»»

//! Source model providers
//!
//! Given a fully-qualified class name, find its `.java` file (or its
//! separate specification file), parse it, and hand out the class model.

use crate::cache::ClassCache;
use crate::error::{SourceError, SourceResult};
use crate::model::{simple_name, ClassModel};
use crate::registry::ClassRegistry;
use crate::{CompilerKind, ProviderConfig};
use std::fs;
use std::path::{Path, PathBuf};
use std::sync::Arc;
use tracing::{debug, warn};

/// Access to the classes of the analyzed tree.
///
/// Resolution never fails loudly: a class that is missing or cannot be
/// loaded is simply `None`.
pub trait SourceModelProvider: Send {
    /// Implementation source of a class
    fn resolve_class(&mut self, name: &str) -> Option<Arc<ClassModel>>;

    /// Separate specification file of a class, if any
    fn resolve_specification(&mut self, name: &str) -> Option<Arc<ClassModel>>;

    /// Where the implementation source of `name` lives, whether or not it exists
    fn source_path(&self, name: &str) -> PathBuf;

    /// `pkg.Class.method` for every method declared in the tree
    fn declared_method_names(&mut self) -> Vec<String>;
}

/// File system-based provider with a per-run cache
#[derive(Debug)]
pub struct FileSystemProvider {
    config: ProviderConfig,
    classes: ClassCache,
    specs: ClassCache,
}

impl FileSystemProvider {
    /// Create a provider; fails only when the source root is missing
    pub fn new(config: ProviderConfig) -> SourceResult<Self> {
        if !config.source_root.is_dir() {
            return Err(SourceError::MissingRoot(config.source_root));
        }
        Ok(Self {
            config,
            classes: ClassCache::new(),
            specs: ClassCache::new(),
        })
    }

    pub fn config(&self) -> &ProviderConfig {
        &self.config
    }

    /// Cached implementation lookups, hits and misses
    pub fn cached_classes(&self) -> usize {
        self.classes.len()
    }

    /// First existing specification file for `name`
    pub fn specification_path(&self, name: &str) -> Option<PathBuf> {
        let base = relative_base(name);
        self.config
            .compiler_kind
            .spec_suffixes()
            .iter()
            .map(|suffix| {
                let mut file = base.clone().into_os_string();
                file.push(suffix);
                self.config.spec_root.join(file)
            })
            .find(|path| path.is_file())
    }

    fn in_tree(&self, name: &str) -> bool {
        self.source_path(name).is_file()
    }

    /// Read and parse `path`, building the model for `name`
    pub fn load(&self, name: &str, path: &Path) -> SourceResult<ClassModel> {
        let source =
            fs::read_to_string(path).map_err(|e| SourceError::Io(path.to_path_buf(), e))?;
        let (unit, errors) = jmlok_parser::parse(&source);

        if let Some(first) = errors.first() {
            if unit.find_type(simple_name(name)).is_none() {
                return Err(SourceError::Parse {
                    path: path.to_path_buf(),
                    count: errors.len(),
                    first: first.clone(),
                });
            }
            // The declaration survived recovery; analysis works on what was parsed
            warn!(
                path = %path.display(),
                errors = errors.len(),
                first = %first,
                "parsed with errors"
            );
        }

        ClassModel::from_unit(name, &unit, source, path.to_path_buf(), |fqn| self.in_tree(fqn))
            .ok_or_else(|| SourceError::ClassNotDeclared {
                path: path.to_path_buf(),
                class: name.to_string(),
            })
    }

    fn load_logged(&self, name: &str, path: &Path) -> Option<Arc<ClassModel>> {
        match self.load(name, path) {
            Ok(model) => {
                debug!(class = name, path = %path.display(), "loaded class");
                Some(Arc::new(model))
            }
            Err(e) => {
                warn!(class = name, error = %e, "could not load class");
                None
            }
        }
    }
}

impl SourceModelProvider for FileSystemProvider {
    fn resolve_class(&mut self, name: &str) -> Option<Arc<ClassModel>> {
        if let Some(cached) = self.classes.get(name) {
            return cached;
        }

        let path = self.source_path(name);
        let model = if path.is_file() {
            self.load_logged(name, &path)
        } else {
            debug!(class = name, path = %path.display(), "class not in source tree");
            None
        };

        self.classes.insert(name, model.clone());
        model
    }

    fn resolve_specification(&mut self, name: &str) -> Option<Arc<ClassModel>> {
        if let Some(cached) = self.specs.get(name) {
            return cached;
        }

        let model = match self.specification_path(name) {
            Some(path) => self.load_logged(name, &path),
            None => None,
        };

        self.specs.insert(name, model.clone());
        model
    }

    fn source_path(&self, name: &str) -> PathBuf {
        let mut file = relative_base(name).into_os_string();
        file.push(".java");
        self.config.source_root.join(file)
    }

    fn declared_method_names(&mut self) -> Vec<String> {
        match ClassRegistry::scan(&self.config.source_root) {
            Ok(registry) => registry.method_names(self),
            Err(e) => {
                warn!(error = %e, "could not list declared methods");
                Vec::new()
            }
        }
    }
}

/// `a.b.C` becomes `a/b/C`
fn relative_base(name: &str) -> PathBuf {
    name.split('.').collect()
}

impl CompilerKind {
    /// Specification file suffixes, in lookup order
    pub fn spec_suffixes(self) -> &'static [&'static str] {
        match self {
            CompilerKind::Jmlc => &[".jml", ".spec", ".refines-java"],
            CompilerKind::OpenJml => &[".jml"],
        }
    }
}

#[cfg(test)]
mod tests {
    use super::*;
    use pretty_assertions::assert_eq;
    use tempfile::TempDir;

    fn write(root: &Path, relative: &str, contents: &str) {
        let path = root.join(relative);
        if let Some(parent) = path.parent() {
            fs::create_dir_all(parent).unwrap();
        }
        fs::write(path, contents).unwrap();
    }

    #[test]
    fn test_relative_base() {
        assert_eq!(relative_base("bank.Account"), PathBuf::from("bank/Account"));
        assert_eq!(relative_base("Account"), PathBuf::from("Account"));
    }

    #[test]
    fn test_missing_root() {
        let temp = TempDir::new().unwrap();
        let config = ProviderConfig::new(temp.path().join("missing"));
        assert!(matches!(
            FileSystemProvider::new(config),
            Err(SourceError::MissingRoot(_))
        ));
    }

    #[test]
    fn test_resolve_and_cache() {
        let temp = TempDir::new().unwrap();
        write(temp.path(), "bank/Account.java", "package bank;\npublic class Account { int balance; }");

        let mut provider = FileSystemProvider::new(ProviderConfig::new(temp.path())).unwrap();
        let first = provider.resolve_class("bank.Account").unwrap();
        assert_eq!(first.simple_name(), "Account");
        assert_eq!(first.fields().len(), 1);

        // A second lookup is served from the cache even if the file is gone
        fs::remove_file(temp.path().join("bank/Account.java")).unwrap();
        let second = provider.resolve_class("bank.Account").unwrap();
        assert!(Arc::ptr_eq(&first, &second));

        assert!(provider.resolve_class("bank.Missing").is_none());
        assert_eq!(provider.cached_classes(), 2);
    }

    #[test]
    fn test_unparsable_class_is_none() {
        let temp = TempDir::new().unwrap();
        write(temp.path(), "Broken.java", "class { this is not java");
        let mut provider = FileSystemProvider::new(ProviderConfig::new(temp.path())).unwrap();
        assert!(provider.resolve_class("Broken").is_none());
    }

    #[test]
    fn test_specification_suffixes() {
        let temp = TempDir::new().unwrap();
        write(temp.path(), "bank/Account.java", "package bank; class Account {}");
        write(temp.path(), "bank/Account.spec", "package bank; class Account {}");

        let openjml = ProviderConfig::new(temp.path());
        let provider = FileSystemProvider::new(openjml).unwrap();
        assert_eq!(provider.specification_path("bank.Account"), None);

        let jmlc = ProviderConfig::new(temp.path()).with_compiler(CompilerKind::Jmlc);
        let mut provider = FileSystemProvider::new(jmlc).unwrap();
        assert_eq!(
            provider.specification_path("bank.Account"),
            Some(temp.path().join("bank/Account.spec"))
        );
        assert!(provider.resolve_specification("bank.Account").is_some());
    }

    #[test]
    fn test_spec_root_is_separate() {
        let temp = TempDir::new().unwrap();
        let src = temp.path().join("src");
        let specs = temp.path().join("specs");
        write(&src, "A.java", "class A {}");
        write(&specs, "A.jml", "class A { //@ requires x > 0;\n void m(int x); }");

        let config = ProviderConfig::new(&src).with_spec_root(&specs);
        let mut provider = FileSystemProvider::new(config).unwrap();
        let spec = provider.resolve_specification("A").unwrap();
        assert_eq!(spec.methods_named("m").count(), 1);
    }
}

««
»»

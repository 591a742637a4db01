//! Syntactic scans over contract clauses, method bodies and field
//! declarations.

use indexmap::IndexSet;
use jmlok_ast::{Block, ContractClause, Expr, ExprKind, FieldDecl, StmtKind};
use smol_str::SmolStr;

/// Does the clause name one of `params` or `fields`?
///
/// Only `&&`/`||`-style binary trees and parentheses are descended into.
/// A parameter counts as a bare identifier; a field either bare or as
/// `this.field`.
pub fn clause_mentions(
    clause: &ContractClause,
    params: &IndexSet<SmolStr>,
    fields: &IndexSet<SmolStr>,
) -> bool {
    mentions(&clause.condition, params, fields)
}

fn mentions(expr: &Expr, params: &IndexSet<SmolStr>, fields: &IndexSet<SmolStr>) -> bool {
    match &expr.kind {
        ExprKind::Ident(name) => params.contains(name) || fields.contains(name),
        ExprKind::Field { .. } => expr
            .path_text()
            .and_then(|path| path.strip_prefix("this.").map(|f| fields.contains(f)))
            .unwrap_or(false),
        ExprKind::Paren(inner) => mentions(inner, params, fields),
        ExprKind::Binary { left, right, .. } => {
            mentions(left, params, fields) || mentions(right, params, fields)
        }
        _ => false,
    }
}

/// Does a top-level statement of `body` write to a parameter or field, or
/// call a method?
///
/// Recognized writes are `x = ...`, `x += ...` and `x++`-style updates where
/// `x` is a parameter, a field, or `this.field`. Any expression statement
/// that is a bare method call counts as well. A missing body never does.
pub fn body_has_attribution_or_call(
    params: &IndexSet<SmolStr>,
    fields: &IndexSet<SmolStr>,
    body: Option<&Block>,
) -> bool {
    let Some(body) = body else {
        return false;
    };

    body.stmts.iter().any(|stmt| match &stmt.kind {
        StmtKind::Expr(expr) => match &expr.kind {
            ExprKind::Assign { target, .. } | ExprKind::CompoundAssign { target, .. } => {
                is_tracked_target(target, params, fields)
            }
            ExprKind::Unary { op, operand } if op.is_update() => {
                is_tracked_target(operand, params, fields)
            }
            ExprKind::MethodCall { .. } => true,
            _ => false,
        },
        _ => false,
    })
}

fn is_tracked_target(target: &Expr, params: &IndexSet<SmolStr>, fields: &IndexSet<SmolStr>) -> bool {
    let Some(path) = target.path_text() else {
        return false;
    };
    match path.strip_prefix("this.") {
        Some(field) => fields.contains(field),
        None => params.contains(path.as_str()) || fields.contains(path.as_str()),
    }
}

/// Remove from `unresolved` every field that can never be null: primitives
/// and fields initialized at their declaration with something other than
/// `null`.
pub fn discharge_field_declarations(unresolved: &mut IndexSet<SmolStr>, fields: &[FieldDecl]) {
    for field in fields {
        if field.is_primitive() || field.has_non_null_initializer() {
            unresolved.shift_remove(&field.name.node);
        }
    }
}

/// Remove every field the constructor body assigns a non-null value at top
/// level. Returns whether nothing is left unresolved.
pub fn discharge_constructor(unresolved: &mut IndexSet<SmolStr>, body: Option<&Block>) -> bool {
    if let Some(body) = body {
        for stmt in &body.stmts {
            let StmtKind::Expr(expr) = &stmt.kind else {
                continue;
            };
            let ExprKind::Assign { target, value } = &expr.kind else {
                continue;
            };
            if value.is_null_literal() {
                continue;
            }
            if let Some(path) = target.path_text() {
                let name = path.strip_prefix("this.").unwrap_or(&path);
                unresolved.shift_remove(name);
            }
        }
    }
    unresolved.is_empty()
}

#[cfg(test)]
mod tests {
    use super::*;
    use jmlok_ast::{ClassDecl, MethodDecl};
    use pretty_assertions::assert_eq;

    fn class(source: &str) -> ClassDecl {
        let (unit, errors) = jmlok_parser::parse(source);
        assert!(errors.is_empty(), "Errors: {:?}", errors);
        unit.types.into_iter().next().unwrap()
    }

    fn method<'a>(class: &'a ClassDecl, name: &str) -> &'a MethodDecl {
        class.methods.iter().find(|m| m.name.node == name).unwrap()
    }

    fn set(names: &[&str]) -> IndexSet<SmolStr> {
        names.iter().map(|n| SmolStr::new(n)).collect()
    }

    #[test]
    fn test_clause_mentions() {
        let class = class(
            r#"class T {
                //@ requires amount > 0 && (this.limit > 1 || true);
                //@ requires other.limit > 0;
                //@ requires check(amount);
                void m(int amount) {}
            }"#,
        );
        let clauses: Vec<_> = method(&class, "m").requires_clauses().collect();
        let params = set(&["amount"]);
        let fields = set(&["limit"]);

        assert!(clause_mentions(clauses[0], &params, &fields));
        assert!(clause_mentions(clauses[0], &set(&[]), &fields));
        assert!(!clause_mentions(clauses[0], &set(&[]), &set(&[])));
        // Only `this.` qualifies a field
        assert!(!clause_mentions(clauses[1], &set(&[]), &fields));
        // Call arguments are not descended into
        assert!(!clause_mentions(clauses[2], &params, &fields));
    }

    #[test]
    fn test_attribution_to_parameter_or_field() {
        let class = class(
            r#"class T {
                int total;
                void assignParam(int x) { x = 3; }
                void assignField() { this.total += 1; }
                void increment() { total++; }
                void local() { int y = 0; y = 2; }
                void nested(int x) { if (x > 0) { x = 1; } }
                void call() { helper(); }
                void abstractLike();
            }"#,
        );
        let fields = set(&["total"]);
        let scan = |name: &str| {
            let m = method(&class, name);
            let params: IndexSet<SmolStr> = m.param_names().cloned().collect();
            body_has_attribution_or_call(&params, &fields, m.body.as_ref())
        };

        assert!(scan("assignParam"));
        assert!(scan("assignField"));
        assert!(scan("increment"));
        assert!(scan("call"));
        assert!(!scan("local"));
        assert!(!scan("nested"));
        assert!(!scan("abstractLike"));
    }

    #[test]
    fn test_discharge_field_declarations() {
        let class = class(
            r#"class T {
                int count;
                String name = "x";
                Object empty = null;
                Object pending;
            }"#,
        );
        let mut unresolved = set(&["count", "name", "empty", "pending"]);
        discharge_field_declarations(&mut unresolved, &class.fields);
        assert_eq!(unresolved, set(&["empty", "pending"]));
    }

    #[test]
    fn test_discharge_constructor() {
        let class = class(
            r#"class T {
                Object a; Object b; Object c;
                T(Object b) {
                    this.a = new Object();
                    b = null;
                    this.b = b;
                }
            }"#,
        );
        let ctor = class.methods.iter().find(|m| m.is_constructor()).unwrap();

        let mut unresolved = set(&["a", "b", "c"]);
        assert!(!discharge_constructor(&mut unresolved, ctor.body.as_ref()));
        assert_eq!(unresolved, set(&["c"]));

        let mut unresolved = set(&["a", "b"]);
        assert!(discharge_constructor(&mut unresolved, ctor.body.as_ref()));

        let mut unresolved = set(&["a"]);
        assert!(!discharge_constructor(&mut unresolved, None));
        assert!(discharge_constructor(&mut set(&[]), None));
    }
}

««

Task instructions - Every line in the entries above that has the word "could" should be identified and copied.

Solution -
                warn!(class = name, error = %e, "could not load class");
                warn!(error = %e, "could not list declared methods");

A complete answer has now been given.